347. Top K Frequent Elements (Python)

Related Topic

Heap.

Description

Given a non-empty array of integers, return the k most frequent elements.

Sample I/O

Example 1

Input: nums = [1,1,1,2,2,3], k = 2
Output: [1,2]

Example 2

Input: nums = [1], k = 1
Output: [1]

Note

• You may assume k is always valid, 1 ≤ k ≤ number of unique elements.
• Your algorithm’s time complexity must be better than O(n log n), where n is the array’s size.
• It’s guaranteed that the answer is unique, in other words the set of the top k frequent elements is unique.
• You can return the answer in any order.

Methodology

First we need count the appearence for each element store it in dictionary. Then we iterate the dictionary, and push the value-key pair (or count-value pair) into heap, if the the heap length less than k. When heap length is greater or equal than k, we push the current value-key pair into heap and pop one from the heap in order to keep the length of the heap equal to key. After iteration, we will get the k most frequent elements pair, we only need to return the value not the count.

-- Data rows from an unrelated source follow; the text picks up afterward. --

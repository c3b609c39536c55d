// SPDX-License-Identifier: GPL-3.0-only

//! CLI commands for scanning
//!
//! This module provides command-line functionality for:
//! - Listing capture devices
//! - Scanning live from a camera or from a sequence of images
//! - Decoding still images
//! - Writing a default configuration file

use codescanner::backends::file_source::{FileSourcePlatform, decode_image};
use codescanner::backends::v4l2::{V4l2Platform, enumerate_devices};
use codescanner::backends::{CapturePlatform, MetadataObject, SymbolType};
use codescanner::config::{Config, ResultDiscipline};
use codescanner::constants::timing::START_CONFIRMATION_TIMEOUT;
use codescanner::errors::{AppError, AppResult, ConfigError};
use codescanner::frame_processor::{FrameRegion, QrDetector};
use codescanner::session::{ChannelObserver, ScannerNotification, SessionController, SessionState};
use serde::Serialize;
use std::path::{Path, PathBuf};
use std::sync::Arc;
use std::time::{Duration, Instant};
use tracing::{debug, info};

/// Options shared by the scan command
pub struct ScanOptions {
    pub config_path: Option<PathBuf>,
    pub device: Option<String>,
    pub types: Option<Vec<SymbolType>>,
    pub one_shot: bool,
    pub images: Vec<PathBuf>,
    pub json: bool,
}

#[derive(Serialize)]
struct DecodedCode<'a> {
    source: String,
    symbol: SymbolType,
    payload: Option<&'a str>,
    #[serde(skip_serializing_if = "Option::is_none")]
    bounds: Option<&'a FrameRegion>,
}

/// Load the configuration file, or defaults when there is none
fn load_config(path: Option<&Path>) -> AppResult<Config> {
    let default_path = Config::default_path();
    let path = path.or(default_path.as_deref());
    let config = Config::load_or_default(path)?;
    config.validate()?;
    Ok(config)
}

/// List all video capture devices
pub fn list_devices() -> Result<(), Box<dyn std::error::Error>> {
    let devices = enumerate_devices();

    if devices.is_empty() {
        println!("No capture devices found.");
        return Ok(());
    }

    println!("Available capture devices:");
    println!();
    for (index, device) in devices.iter().enumerate() {
        let access = V4l2Platform::new()
            .with_device(device.path.clone())
            .authorization_status();
        println!("  [{}] {}", index, device.name);
        println!("      Path:   {}", device.path);
        println!("      Access: {}", access);
        println!();
    }

    Ok(())
}

/// Decode codes in still images
pub fn decode_images(
    images: &[PathBuf],
    config_path: Option<PathBuf>,
    json: bool,
) -> Result<(), Box<dyn std::error::Error>> {
    if images.is_empty() {
        return Err("No images given".into());
    }

    let config = load_config(config_path.as_deref())?;
    let detector = QrDetector::with_max_dimension(config.max_dimension);
    let mut found = 0;

    for path in images {
        let objects = decode_image(path, &detector).map_err(AppError::from)?;
        let source = path.display().to_string();
        for object in &objects {
            let MetadataObject::MachineReadableCode(code) = object else {
                continue;
            };
            found += 1;
            if json {
                let line = serde_json::to_string(&DecodedCode {
                    source: source.clone(),
                    symbol: code.symbol_type,
                    payload: code.payload.as_deref(),
                    bounds: code.bounds.as_ref(),
                })?;
                println!("{}", line);
            } else {
                println!(
                    "{}: [{}] {}",
                    source,
                    code.symbol_type,
                    code.payload.as_deref().unwrap_or("<binary>")
                );
            }
        }
    }

    if found == 0 && !json {
        println!("No codes found.");
    }
    Ok(())
}

/// Write the default configuration file
pub fn init_config(path: Option<PathBuf>, force: bool) -> Result<(), Box<dyn std::error::Error>> {
    let path = path
        .or_else(Config::default_path)
        .ok_or_else(|| AppError::from(ConfigError::InvalidValue("no config directory".into())))?;

    if path.exists() && !force {
        return Err(format!("{} already exists (use --force to overwrite)", path.display()).into());
    }

    Config::default().save(&path)?;
    println!("Configuration written: {}", path.display());
    Ok(())
}

/// Scan from a camera or image sequence until a code is found or Ctrl+C
pub fn scan(options: ScanOptions) -> Result<(), Box<dyn std::error::Error>> {
    let mut config = load_config(options.config_path.as_deref())?;
    if let Some(device) = options.device {
        config.device_path = Some(device);
    }
    if let Some(types) = options.types {
        config.session.symbol_types = types.into_iter().collect();
    }
    if options.one_shot {
        config.session.discipline = ResultDiscipline::OneShot;
    }

    let platform: Arc<dyn CapturePlatform> = if options.images.is_empty() {
        Arc::new(V4l2Platform::from_config(&config))
    } else {
        Arc::new(
            FileSourcePlatform::new(options.images)
                .with_detector(QrDetector::with_max_dimension(config.max_dimension)),
        )
    };
    let from_images = platform.name() == "file-source";

    let rt = tokio::runtime::Runtime::new()?;
    rt.block_on(run_scan(platform, config, from_images, options.json))?;
    Ok(())
}

async fn run_scan(
    platform: Arc<dyn CapturePlatform>,
    config: Config,
    from_images: bool,
    json: bool,
) -> AppResult<()> {
    let (observer, mut notifications) = ChannelObserver::new();
    let mut controller = SessionController::new(platform).with_observer(observer);
    let one_shot = config.session.discipline == ResultDiscipline::OneShot;

    // Set up Ctrl+C handler
    let (stop_tx, mut stop_rx) = tokio::sync::mpsc::unbounded_channel::<()>();
    ctrlc::set_handler(move || {
        let _ = stop_tx.send(());
    })
    .map_err(|e| AppError::Other(format!("Failed to install Ctrl+C handler: {}", e)))?;

    controller.attach(config.session)?;
    controller.become_visible();

    let started = Instant::now();
    let mut tick = tokio::time::interval(Duration::from_millis(100));
    println!("Scanning... Press Ctrl+C to stop");

    let result = loop {
        let step = tokio::select! {
            _ = stop_rx.recv() => Step::Stop,
            _ = controller.process_next() => Step::Progress,
            _ = tick.tick() => Step::Tick,
        };

        match step {
            Step::Stop => {
                println!();
                println!("Stopping...");
                break Ok(());
            }
            Step::Progress => {}
            Step::Tick => {
                if controller.state() == SessionState::Configuring
                    && started.elapsed() > START_CONFIRMATION_TIMEOUT
                {
                    break Err(AppError::Other("Capture session did not start in time".into()));
                }
                // The image sequence ends on its own
                if from_images
                    && controller.state() == SessionState::Running
                    && !controller.is_capture_running()
                {
                    controller.process_pending();
                    drain(&mut notifications, json);
                    break Ok(());
                }
            }
        }

        match drain(&mut notifications, json) {
            Drained::Failed => {
                let failure = controller
                    .last_failure()
                    .cloned()
                    .map(AppError::Scan)
                    .unwrap_or_else(|| AppError::Other("Scanning failed".into()));
                break Err(failure);
            }
            Drained::Scanned if one_shot => break Ok(()),
            _ => {}
        }
    };

    controller.dismantle();
    debug!(state = %controller.state(), "Scan finished");
    result
}

enum Step {
    Stop,
    Progress,
    Tick,
}

enum Drained {
    Nothing,
    Scanned,
    Failed,
}

/// Print pending notifications; stops at the first failure
fn drain(
    notifications: &mut tokio::sync::mpsc::UnboundedReceiver<ScannerNotification>,
    json: bool,
) -> Drained {
    let mut outcome = Drained::Nothing;
    while let Ok(notification) = notifications.try_recv() {
        match notification {
            ScannerNotification::SessionStarted => info!("Capture session started"),
            ScannerNotification::CodeScanned(event) => {
                if json {
                    let line = serde_json::json!({
                        "symbol": event.symbol_type,
                        "payload": event.payload,
                    });
                    println!("{}", line);
                } else {
                    println!("[{}] {}", event.symbol_type, event.payload);
                }
                outcome = Drained::Scanned;
            }
            ScannerNotification::CameraNotSupported(message) => {
                eprintln!("{}", message.title);
                eprintln!("{}", message.description);
                return Drained::Failed;
            }
            ScannerNotification::NoCameraAccess(message) => {
                eprintln!("{}", message.title);
                eprintln!("{}", message.description);
                return Drained::Failed;
            }
        }
    }
    outcome
}
// SPDX-License-Identifier: MPL-2.0

//! Preview surface layout
//!
//! The preview surface is the layer the host composites the camera image
//! into. The controller only tracks where it sits and how video is fitted.

use super::geometry::{Rect, Size};

/// How video content is fitted into the preview bounds
#[derive(Debug, Clone, Copy, PartialEq, Eq, Default)]
pub enum VideoGravity {
    /// Scale to fit within bounds (letterbox)
    Contain,
    /// Fill the bounds, cropping the overflow
    #[default]
    Cover,
}

/// Layout of the camera preview within the host view
#[derive(Debug, Clone, PartialEq)]
pub struct PreviewSurface {
    pub bounds: Rect,
    pub gravity: VideoGravity,
}

impl PreviewSurface {
    pub fn new(bounds: Rect) -> Self {
        Self {
            bounds,
            gravity: VideoGravity::default(),
        }
    }

    /// Re-lay the surface to new bounds
    pub fn relayout(&mut self, bounds: Rect) {
        self.bounds = bounds;
    }

    /// Where a frame of `frame_size` is drawn within the surface
    ///
    /// With `Cover` the result may extend past the bounds on one axis.
    pub fn content_rect(&self, frame_size: Size) -> Rect {
        let bounds = self.bounds;
        if frame_size.is_empty() || bounds.size().is_empty() {
            return bounds;
        }

        let frame_aspect = frame_size.width / frame_size.height;
        let container_aspect = bounds.width / bounds.height;

        let fit_width = match self.gravity {
            // Frame is wider - fit to width
            VideoGravity::Contain => frame_aspect > container_aspect,
            // Frame is wider - fit to height and crop the sides
            VideoGravity::Cover => frame_aspect <= container_aspect,
        };

        let (width, height) = if fit_width {
            (bounds.width, bounds.width / frame_aspect)
        } else {
            (bounds.height * frame_aspect, bounds.height)
        };

        bounds.centered(Size::new(width, height))
    }
}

def topKFrequent(self, nums: List[int], k: int) -> List[int]:
        res=[]
        dict = collections.Counter(nums)
        for val, count in dict.items():
            if len(res)<k:
                heapq.heappush(res,(count,val))
            else:
                heapq.heappush(res,(count,val))
                heapq.heappop(res)
        return [val for count, val in res]

BigO

Time complexity : O(n+m+k) which n is the size of input, m is the size of the dictionary and k is given.